The Man in The Ice Cream Truck

The ice cream truck is pulling over by the poolside. The old man driving it barely looks at the lawn, a perfect stretch of grass surrounding the cemented pavement circling the clear blue pool of water. There are but just a few swimmers, lapping tediously. They make their moves perfectly, almost no splashes around them. The old man pushes the button and turns on the naïve music player. He can’t hear the music, the sound of the ancient engine crackling covers it. He thinks: “As long as they can hear it from outside is what I need.”

For years, the joyous music played as an announcement to let the kids know the ice cream truck was there. They ran frantically towards the truck, parents with water still dripping from their bodies, rapidly searching for wallets to find those few coins. “I want vanilla with chocolate topping!” one said. “Strawberry and mango, please!” another one shouted. “Pineapple and coconut, and a scoop of chocolate!” a baritone voice comes over from the back. “I want cream, more cream on it,” cries one from the crowd. Being a young man with his black curls and tan face, he had to filter through all those voices and sort their sources, fastly filling cups and waffle cones. The bills and the coins jumped on the counter from all over, and he was handling, counting, sorting and changing with the ability of a magician. It was like another pair of hands appeared from somewhere and just added to the one maneuvering the ice cream machine. Soon enough, the crowd will disperse back on the grass, eating it, enjoying it, sharing it, spilling it all over. A few more minutes, the engine roaming smoothly, the speaker still on, a few more orders and the crowd soon abandoned him. Watching from his counter the kids by the pool, their faces stained with the colors of the ice cream they were eating, he arranged the bills and coins carefully, visually summing them up to estimate the profit of the day. Enough to buy the groceries, enough to put aside for the bills, enough to buy ingredients, enough to feed the ever thirsty engine. Also, enough to fill the man with content as he remembered his childhood and the ice creams that were but a dream to all the children spotting the beach.

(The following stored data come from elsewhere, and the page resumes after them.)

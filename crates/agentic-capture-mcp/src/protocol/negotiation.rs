//! Per-connection handshake state.

use crate::types::{Implementation, InitializeParams, InitializeResult, MCP_VERSION};

#[derive(Debug, Default)]
pub struct ClientSession {
    pub client: Option<Implementation>,
    pub protocol_version: Option<String>,
    pub initialized: bool,
}

impl ClientSession {
    /// Records who connected. A client asking for another protocol revision
    /// still gets this server's revision; it decides whether to continue.
    pub fn negotiate(&mut self, params: InitializeParams) -> InitializeResult {
        if params.protocol_version != MCP_VERSION {
            tracing::warn!(
                requested = %params.protocol_version,
                supported = MCP_VERSION,
                "Client asked for a different protocol version"
            );
        }
        tracing::info!(
            client = %params.client_info.name,
            version = %params.client_info.version,
            "Client connected"
        );
        self.protocol_version = Some(params.protocol_version);
        self.client = Some(params.client_info);
        InitializeResult::capture_server()
    }

    pub fn mark_initialized(&mut self) {
        if self.client.is_none() {
            tracing::warn!("initialized notification before initialize");
        }
        self.initialized = true;
        tracing::info!("MCP handshake complete");
    }
}
//! Pages opened in the acquisition's context after the click.

use std::sync::Arc;

use futures::StreamExt;
use tokio::sync::mpsc;
use tokio::time::Instant;

use super::Collector;
use crate::driver::{BrowsingContext, PageHandle};
use crate::error::DriverResult;
use crate::mime::TargetMedia;
use crate::patterns;
use crate::types::CandidateSignal;

/// Pages settling their load at the same time.
const CONCURRENT_LOADS: usize = 8;

pub struct NewPageWatcher {
    /// Every page, recorded as soon as it opens.
    pages: Collector<Arc<dyn PageHandle>>,
    /// Pages that showed evidence of holding the target, in the order they did.
    trusted: Collector<String>,
}

impl NewPageWatcher {
    /// Pages are recorded the moment they open. Separately, each page gets
    /// half the budget left until `deadline` to finish loading; a load that
    /// fails or runs out of time is tolerated.
    pub async fn arm(
        context: &dyn BrowsingContext,
        deadline: Instant,
        media: &TargetMedia,
    ) -> DriverResult<Self> {
        let (opened_tx, opened_rx) = mpsc::unbounded_channel::<Arc<dyn PageHandle>>();
        let stream = context.subscribe_pages().await?.map(move |page| {
            let _ = opened_tx.send(Arc::clone(&page));
            page
        });

        let media = media.clone();
        let settled = futures::stream::unfold(opened_rx, |mut rx| async move {
            rx.recv().await.map(|page| (page, rx))
        })
        .map(move |page| settle(page, deadline, media.clone()))
        .buffer_unordered(CONCURRENT_LOADS)
        .filter_map(futures::future::ready);

        Ok(Self {
            pages: Collector::spawn(stream, "new_page"),
            trusted: Collector::spawn(settled, "new_page_evidence"),
        })
    }

    /// Resolves once some new page shows evidence of holding the target.
    /// A page without evidence never ends the race on its own.
    pub async fn fired_with_evidence(&self) {
        self.trusted.fired().await
    }

    pub async fn pages(&self) -> Vec<Arc<dyn PageHandle>> {
        self.pages.snapshot().await
    }

    /// Open pages as candidates, each flagged with whether it shows
    /// evidence of holding the target document.
    pub async fn candidates(&self, media: &TargetMedia) -> Vec<(CandidateSignal, bool)> {
        let mut out = Vec::new();
        for page in self.pages().await {
            if page.is_closed() {
                continue;
            }
            let Ok(url) = page.url().await else {
                continue;
            };
            let evidence = has_evidence(page.as_ref(), &url, media).await;
            out.push((CandidateSignal::NewPage { page, url }, evidence));
        }
        out
    }

    pub fn stop(&self) {
        self.pages.stop();
        self.trusted.stop();
    }
}

/// URL of `page` once it shows evidence. The URL alone is checked before the
/// load wait so a telling address ends the race without waiting for the body.
async fn settle(page: Arc<dyn PageHandle>, deadline: Instant, media: TargetMedia) -> Option<String> {
    if let Ok(url) = page.url().await {
        if patterns::is_target_url(&url, &media) {
            return Some(url);
        }
    }

    let budget = deadline.saturating_duration_since(Instant::now()) / 2;
    if let Err(e) = page.wait_for_load(budget).await {
        tracing::debug!(page = page.id(), error = %e, "New page did not finish loading");
    }

    let url = page.url().await.ok()?;
    if has_evidence(page.as_ref(), &url, &media).await {
        Some(url)
    } else {
        tracing::debug!(page = page.id(), %url, "New page shows no sign of the document");
        None
    }
}

async fn has_evidence(page: &dyn PageHandle, url: &str, media: &TargetMedia) -> bool {
    if patterns::is_target_url(url, media) {
        return true;
    }
    match page.document_info().await {
        Ok(info) => {
            info.embedded_viewer
                || info
                    .content_type
                    .as_deref()
                    .is_some_and(|ct| media.matches_content_type(ct))
        }
        Err(_) => false,
    }
}
//! Tool: browser_navigate. Load a URL in the primary page.

use std::sync::Arc;

use serde::Deserialize;
use serde_json::{json, Value};

use crate::session::CaptureSessionManager;
use crate::types::{McpError, McpResult, ToolCallResult, ToolDefinition};

#[derive(Debug, Deserialize)]
struct NavigateParams {
    url: String,
}

pub fn definition() -> ToolDefinition {
    ToolDefinition::new(
        "browser_navigate",
        "Navigate the browser to a URL",
        json!({
            "type": "object",
            "properties": {
                "url": { "type": "string", "description": "URL to open" }
            },
            "required": ["url"]
        }),
    )
}

pub async fn execute(
    args: Value,
    session: &Arc<CaptureSessionManager>,
) -> McpResult<ToolCallResult> {
    let params: NavigateParams =
        serde_json::from_value(args).map_err(|e| McpError::InvalidParams(e.to_string()))?;
    if params.url.trim().is_empty() {
        return Err(McpError::InvalidParams("'url' must not be empty".to_string()));
    }

    match session.navigate(&params.url).await {
        Ok(url) => Ok(ToolCallResult::text(format!("Navigated to {url}"))),
        Err(e) => Ok(super::failure("Navigation", &e)),
    }
}
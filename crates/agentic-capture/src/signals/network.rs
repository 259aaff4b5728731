//! Records a page's network traffic and picks out document responses.

use std::collections::HashSet;

use super::Collector;
use crate::driver::PageHandle;
use crate::error::DriverResult;
use crate::mime::{self, TargetMedia};
use crate::patterns;
use crate::types::{NetworkEvent, NetworkEventKind};

pub struct NetworkRecorder {
    events: Collector<NetworkEvent>,
}

impl NetworkRecorder {
    pub async fn arm(page: &dyn PageHandle) -> DriverResult<Self> {
        let stream = page.subscribe_network().await?;
        Ok(Self {
            events: Collector::spawn(stream, "network"),
        })
    }

    pub async fn events(&self) -> Vec<NetworkEvent> {
        self.events.snapshot().await
    }

    pub async fn candidates(&self, media: &TargetMedia) -> Vec<String> {
        response_candidates(&self.events().await, media)
    }

    pub fn stop(&self) {
        self.events.stop();
    }
}

/// URLs of successful responses that look like the target, most recent first.
pub fn response_candidates(events: &[NetworkEvent], media: &TargetMedia) -> Vec<String> {
    let mut seen = HashSet::new();
    events
        .iter()
        .rev()
        .filter(|e| e.kind == NetworkEventKind::Response)
        .filter(|e| e.status.is_some_and(|s| (200..300).contains(&s)))
        .filter(|e| is_document_response(e, media))
        .filter(|e| seen.insert(e.url.clone()))
        .map(|e| e.url.clone())
        .collect()
}

fn is_document_response(event: &NetworkEvent, media: &TargetMedia) -> bool {
    let content_type = event.content_type().and_then(mime::normalize_content_type);
    if content_type
        .as_deref()
        .is_some_and(|ct| media.matches_content_type(ct))
    {
        return true;
    }
    if let Some(disposition) = event.header("content-disposition") {
        let disposition = disposition.to_ascii_lowercase();
        if disposition.contains(&format!(".{}", media.extension)) {
            return true;
        }
    }
    // Extension, format query or export-style path, unless the server says
    // it is a web page or a script.
    let markup = content_type.as_deref().is_some_and(|ct| {
        ct.starts_with("text/html") || ct.contains("javascript") || ct.starts_with("text/css")
    });
    !markup && patterns::is_target_url(&event.url, media)
}
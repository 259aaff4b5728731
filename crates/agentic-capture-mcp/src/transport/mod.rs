//! Transport layer for MCP communication.

pub mod framing;
pub mod stdio;

pub use stdio::StdioTransport;
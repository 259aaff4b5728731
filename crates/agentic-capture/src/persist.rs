//! Saving resolved artifacts to disk under dated names.

use std::path::{Path, PathBuf};

use chrono::NaiveDate;

use crate::mime;
use crate::types::ResolvedArtifact;

/// Where and under which prefix an artifact is written.
#[derive(Debug, Clone, PartialEq, Eq)]
pub struct PersistTarget {
    pub directory: PathBuf,
    pub prefix: String,
}

impl PersistTarget {
    pub fn new(directory: impl Into<PathBuf>, prefix: impl Into<String>) -> Self {
        Self {
            directory: directory.into(),
            prefix: prefix.into(),
        }
    }
}

/// `{prefix}_{Month}_{DD}_{YYYY}.{ext}`, e.g. `arl_March_07_2025.pdf`.
pub fn dated_file_name(prefix: &str, date: NaiveDate, extension: &str) -> String {
    let prefix = sanitize(prefix);
    let prefix = if prefix.is_empty() { "document".to_string() } else { prefix };
    format!("{}_{}.{}", prefix, date.format("%B_%d_%Y"), extension)
}

fn sanitize(prefix: &str) -> String {
    prefix
        .chars()
        .map(|c| if c.is_ascii_alphanumeric() || c == '-' || c == '_' { c } else { '_' })
        .collect::<String>()
        .trim_matches('_')
        .to_string()
}

/// First of `name`, `stem-2.ext`, `stem-3.ext`, ... that does not exist yet.
async fn next_free_path(directory: &Path, name: &str) -> PathBuf {
    let first = directory.join(name);
    if !tokio::fs::try_exists(&first).await.unwrap_or(false) {
        return first;
    }
    let (stem, ext) = match name.rsplit_once('.') {
        Some((s, e)) => (s.to_string(), format!(".{e}")),
        None => (name.to_string(), String::new()),
    };
    let mut n = 2u32;
    loop {
        let candidate = directory.join(format!("{stem}-{n}{ext}"));
        if !tokio::fs::try_exists(&candidate).await.unwrap_or(false) {
            return candidate;
        }
        n += 1;
    }
}

/// Extension for the artifact: its MIME type first, then its suggested name.
pub fn extension_for(artifact: &ResolvedArtifact) -> String {
    mime::extension_for_mime(&artifact.mime_type)
        .map(str::to_string)
        .or_else(|| {
            artifact
                .suggested_filename
                .as_deref()
                .and_then(mime::extension_of)
        })
        .unwrap_or_else(|| "bin".to_string())
}

/// Writes the artifact under a dated, non-clobbering name and removes the
/// browser's temporary download file. Removal failures are only logged.
pub async fn persist(
    artifact: &ResolvedArtifact,
    target: &PersistTarget,
    date: NaiveDate,
) -> std::io::Result<PathBuf> {
    tokio::fs::create_dir_all(&target.directory).await?;
    let name = dated_file_name(&target.prefix, date, &extension_for(artifact));
    let path = next_free_path(&target.directory, &name).await;
    tokio::fs::write(&path, &artifact.bytes).await?;
    tracing::info!(path = %path.display(), size = artifact.bytes.len(), "Saved artifact");

    if let Some(temp) = &artifact.temp_path {
        remove_temp(temp).await;
    }
    Ok(path)
}

/// Best-effort removal of a browser temp file.
pub async fn remove_temp(path: &Path) {
    if let Err(e) = tokio::fs::remove_file(path).await {
        if e.kind() != std::io::ErrorKind::NotFound {
            tracing::warn!(path = %path.display(), error = %e, "Could not remove temporary download");
        }
    }
}
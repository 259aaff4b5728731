//! Server configuration and download directory resolution.

use std::path::PathBuf;

use agentic_capture::{CaptureConfig, ChromiumOptions};

pub const DOWNLOAD_DIR_ENV: &str = "CAPTURE_DOWNLOAD_DIR";

/// Prefix of files written by the persisting tools when the caller gives none.
pub const DEFAULT_PREFIX: &str = "download";

/// Everything the session manager needs to start a browser and run tools.
#[derive(Debug, Clone)]
pub struct ServerConfig {
    /// Where `browser_click_and_download_to_path` and `download_file` write.
    pub download_dir: PathBuf,
    pub chromium: ChromiumOptions,
    pub capture: CaptureConfig,
}

impl ServerConfig {
    pub fn new(download_dir: PathBuf) -> Self {
        Self {
            download_dir,
            chromium: ChromiumOptions::default(),
            capture: CaptureConfig::default(),
        }
    }
}

impl Default for ServerConfig {
    fn default() -> Self {
        Self::new(resolve_download_dir(None))
    }
}

/// Explicit flag, then `CAPTURE_DOWNLOAD_DIR`, then `~/Downloads`, then
/// `./downloads`.
pub fn resolve_download_dir(explicit: Option<&str>) -> PathBuf {
    if let Some(dir) = explicit.filter(|d| !d.trim().is_empty()) {
        return PathBuf::from(dir);
    }
    if let Ok(dir) = std::env::var(DOWNLOAD_DIR_ENV) {
        if !dir.trim().is_empty() {
            return PathBuf::from(dir);
        }
    }
    dirs::download_dir()
        .or_else(|| dirs::home_dir().map(|h| h.join("Downloads")))
        .unwrap_or_else(|| PathBuf::from("downloads"))
}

He came from a faraway tropical land, palm trees, leaves waiving in the warm breeze, a sun always bathing the shore, the waves always inter-coursing with the sand. The kids playing in the dusk, careless and happy. Children dreaming of adventures, dreaming of the land that is beyond the great blue gulf, the land of big dreams and high promises.

He came on a boat, with his parents along with a few dozen others, poor and desperate but determined and hopeful to land on the shore of the greatest country in the world.

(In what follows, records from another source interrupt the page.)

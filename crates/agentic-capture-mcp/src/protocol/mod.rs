//! MCP protocol handling: JSON-RPC dispatch.

pub mod handler;
pub mod negotiation;
pub mod validator;

pub use handler::ProtocolHandler;
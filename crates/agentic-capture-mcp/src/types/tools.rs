//! `tools/*` payloads.

use base64::Engine;
use serde::{Deserialize, Serialize};
use serde_json::Value;

use super::resources::ResourceContent;

#[derive(Debug, Clone, Serialize)]
#[serde(rename_all = "camelCase")]
pub struct ToolDefinition {
    pub name: String,
    pub description: String,
    pub input_schema: Value,
}

impl ToolDefinition {
    pub fn new(name: impl Into<String>, description: impl Into<String>, input_schema: Value) -> Self {
        Self {
            name: name.into(),
            description: description.into(),
            input_schema,
        }
    }
}

#[derive(Debug, Clone, Serialize)]
pub struct ToolListResult {
    pub tools: Vec<ToolDefinition>,
}

#[derive(Debug, Clone, Deserialize)]
pub struct ToolCallParams {
    pub name: String,
    #[serde(default)]
    pub arguments: Option<Value>,
}

#[derive(Debug, Clone, Serialize, Deserialize)]
#[serde(tag = "type", rename_all = "lowercase")]
pub enum ToolContent {
    Text {
        text: String,
    },
    Image {
        data: String,
        #[serde(rename = "mimeType")]
        mime_type: String,
    },
    Resource {
        resource: ResourceContent,
    },
}

impl ToolContent {
    pub fn image(bytes: &[u8], mime_type: impl Into<String>) -> Self {
        ToolContent::Image {
            data: base64::engine::general_purpose::STANDARD.encode(bytes),
            mime_type: mime_type.into(),
        }
    }
}

/// Outcome of one tool call. A failed browser action is still a successful
/// JSON-RPC response; it just carries `isError: true`.
#[derive(Debug, Clone, Serialize, Deserialize)]
#[serde(rename_all = "camelCase")]
pub struct ToolCallResult {
    pub content: Vec<ToolContent>,
    #[serde(default, skip_serializing_if = "std::ops::Not::not")]
    pub is_error: bool,
}

impl ToolCallResult {
    pub fn text(text: impl Into<String>) -> Self {
        Self {
            content: vec![ToolContent::Text { text: text.into() }],
            is_error: false,
        }
    }

    /// Pretty-printed JSON in a text block.
    pub fn json(value: &impl Serialize) -> Self {
        match serde_json::to_string_pretty(value) {
            Ok(text) => Self::text(text),
            Err(e) => Self::error(format!("could not encode result: {e}")),
        }
    }

    pub fn error(message: impl Into<String>) -> Self {
        Self {
            content: vec![ToolContent::Text { text: message.into() }],
            is_error: true,
        }
    }

    pub fn with(mut self, content: ToolContent) -> Self {
        self.content.push(content);
        self
    }
}
//! AgenticCapture MCP Server entry point.

use std::path::PathBuf;
use std::sync::Arc;

use clap::{CommandFactory, Parser, Subcommand};
use clap_complete::Shell;

use agentic_capture::find_chromium;
use agentic_capture_mcp::config::{resolve_download_dir, ServerConfig};
use agentic_capture_mcp::prompts::PromptRegistry;
use agentic_capture_mcp::protocol::ProtocolHandler;
use agentic_capture_mcp::resources::ResourceRegistry;
use agentic_capture_mcp::session::CaptureSessionManager;
use agentic_capture_mcp::tools::ToolRegistry;
use agentic_capture_mcp::transport::StdioTransport;

#[derive(Parser)]
#[command(
    name = "agentic-capture-mcp",
    about = "MCP server for AgenticCapture — click a button in a browser and get the file",
    version
)]
struct Cli {
    /// Directory that persisting tools write into.
    #[arg(short, long, global = true)]
    download_dir: Option<String>,

    /// Path to a Chromium or Chrome executable.
    #[arg(long, global = true)]
    chromium: Option<PathBuf>,

    /// Show the browser window instead of running headless.
    #[arg(long, global = true)]
    headful: bool,

    /// Default time to wait for a file after clicking, in milliseconds.
    #[arg(long, global = true)]
    default_wait_ms: Option<u64>,

    /// Log level (trace, debug, info, warn, error).
    #[arg(long, default_value = "info", global = true)]
    log_level: String,

    #[command(subcommand)]
    command: Option<Commands>,
}

#[derive(Subcommand)]
enum Commands {
    /// Start MCP server over stdio (default).
    Serve,

    /// Print server capabilities as JSON.
    Info,

    /// Generate shell completion scripts.
    ///
    /// Examples:
    ///   agentic-capture-mcp completions bash > ~/.local/share/bash-completion/completions/agentic-capture-mcp
    ///   agentic-capture-mcp completions zsh > ~/.zfunc/_agentic-capture-mcp
    Completions {
        /// Shell type (bash, zsh, fish, powershell, elvish).
        shell: Shell,
    },
}

fn server_config(cli: &Cli) -> ServerConfig {
    let mut config = ServerConfig::new(resolve_download_dir(cli.download_dir.as_deref()));
    config.chromium.executable = cli.chromium.clone().or_else(find_chromium);
    config.chromium.headless = !cli.headful;
    if let Some(wait) = cli.default_wait_ms {
        config.capture.default_wait_ms = wait;
    }
    config
}

#[tokio::main]
async fn main() -> anyhow::Result<()> {
    let cli = Cli::parse();

    let filter = tracing_subscriber::EnvFilter::try_from_default_env()
        .unwrap_or_else(|_| tracing_subscriber::EnvFilter::new(&cli.log_level));

    tracing_subscriber::fmt()
        .with_env_filter(filter)
        .with_writer(std::io::stderr)
        .init();

    match cli.command.as_ref().unwrap_or(&Commands::Serve) {
        Commands::Serve => {
            let config = server_config(&cli);
            tracing::info!("AgenticCapture MCP server");
            tracing::info!("Download dir: {}", config.download_dir.display());
            match &config.chromium.executable {
                Some(path) => tracing::info!("Browser: {}", path.display()),
                None => tracing::warn!("No Chromium found; browser tools will fail until one is installed"),
            }

            let session = Arc::new(CaptureSessionManager::new(config));
            let handler = ProtocolHandler::new(Arc::clone(&session));
            let transport = StdioTransport::new(handler);
            let served = transport.run().await;
            session.shutdown().await;
            served?;
        }

        Commands::Info => {
            let init = agentic_capture_mcp::types::InitializeResult::capture_server();
            let info = serde_json::json!({
                "server": init.server_info,
                "protocolVersion": init.protocol_version,
                "capabilities": init.capabilities,
                "tools": ToolRegistry::list_tools()
                    .into_iter()
                    .map(|t| t.name)
                    .collect::<Vec<_>>(),
                "prompts": PromptRegistry::list_prompts()
                    .into_iter()
                    .map(|p| p.name)
                    .collect::<Vec<_>>(),
                "resourceTemplates": ResourceRegistry::list_templates()
                    .into_iter()
                    .map(|t| t.uri_template)
                    .collect::<Vec<_>>(),
                "downloadDir": resolve_download_dir(cli.download_dir.as_deref()),
                "chromium": cli.chromium.clone().or_else(find_chromium),
            });
            println!("{}", serde_json::to_string_pretty(&info)?);
        }

        Commands::Completions { shell } => {
            let mut cmd = Cli::command();
            clap_complete::generate(
                *shell,
                &mut cmd,
                "agentic-capture-mcp",
                &mut std::io::stdout(),
            );
        }
    }

    Ok(())
}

He grew up in a dusty town hidden between cactuses and never ending stretches of sand, and winds sweeping continuously. He became a teenager, then an adult. His parents stayed close to the shore, close to their native island that disappeared beyond their reach. Then he left for the big city on a Northern shore, swept by icy winds and cold rains, donned by thick layers of snow brought by blizzards, but gently loved by the sun for a few months of summer. Loving it since he first saw it, the greatest city in the world. Learning to stand the cold, to fit in small places, to squeeze himself through narrow pathways. He worked all over, washing dishes in dirty kitchens, chopping veggies or slicing meats, unloading cases from big trucks, dreaming forever of his island but unconditionally loving the shiny city with its towers pinching the mighty sky. One day, he bought the truck from another countryman of his, who abandoned the north land on a freezing winter to dream away in the deserts of the south, precariously camped in an old rusty van. He paid a little of his savings because the man was desperate to sell. For years to come, he drove the streets to reach the pools and sold his ice cream, loving the children, loving his ice cream, loving his snow white truck.

Then the pools lost their crowds, adults and children hung out in their houses, away from a sun that became “toxic”, all caught up on strange devices, prisoners of a virtual world the old man could not understand.

The man grew stubborn and kept driving. The little money earned did not pay the bills, but he kept driving, he kept hoping to sell his ice cream.

A steamy and hot day in late August, the truck pulls over, squeaking and squealing like an old wreck. By the switch of the button, the speaker miraculously comes to life. Surrounded by no one, the play sounds empty. Not heard in the middle of loud noises made by humongous air conditioners, the tired engine coughs and puffs. In the light of late afternoon day, the pool is empty. The old man waits a couple of minutes, his face wrinkled, then puts the car back into gear and drives away. Rusty veins traverse the snow white car body. Music singing inaudibly, the car disappears in the street’s hecticness. The old man drives carelessly, dreaming at his lost island so loved by the sun, drives away towards the end of a time that vanishes in the vast ocean of memories.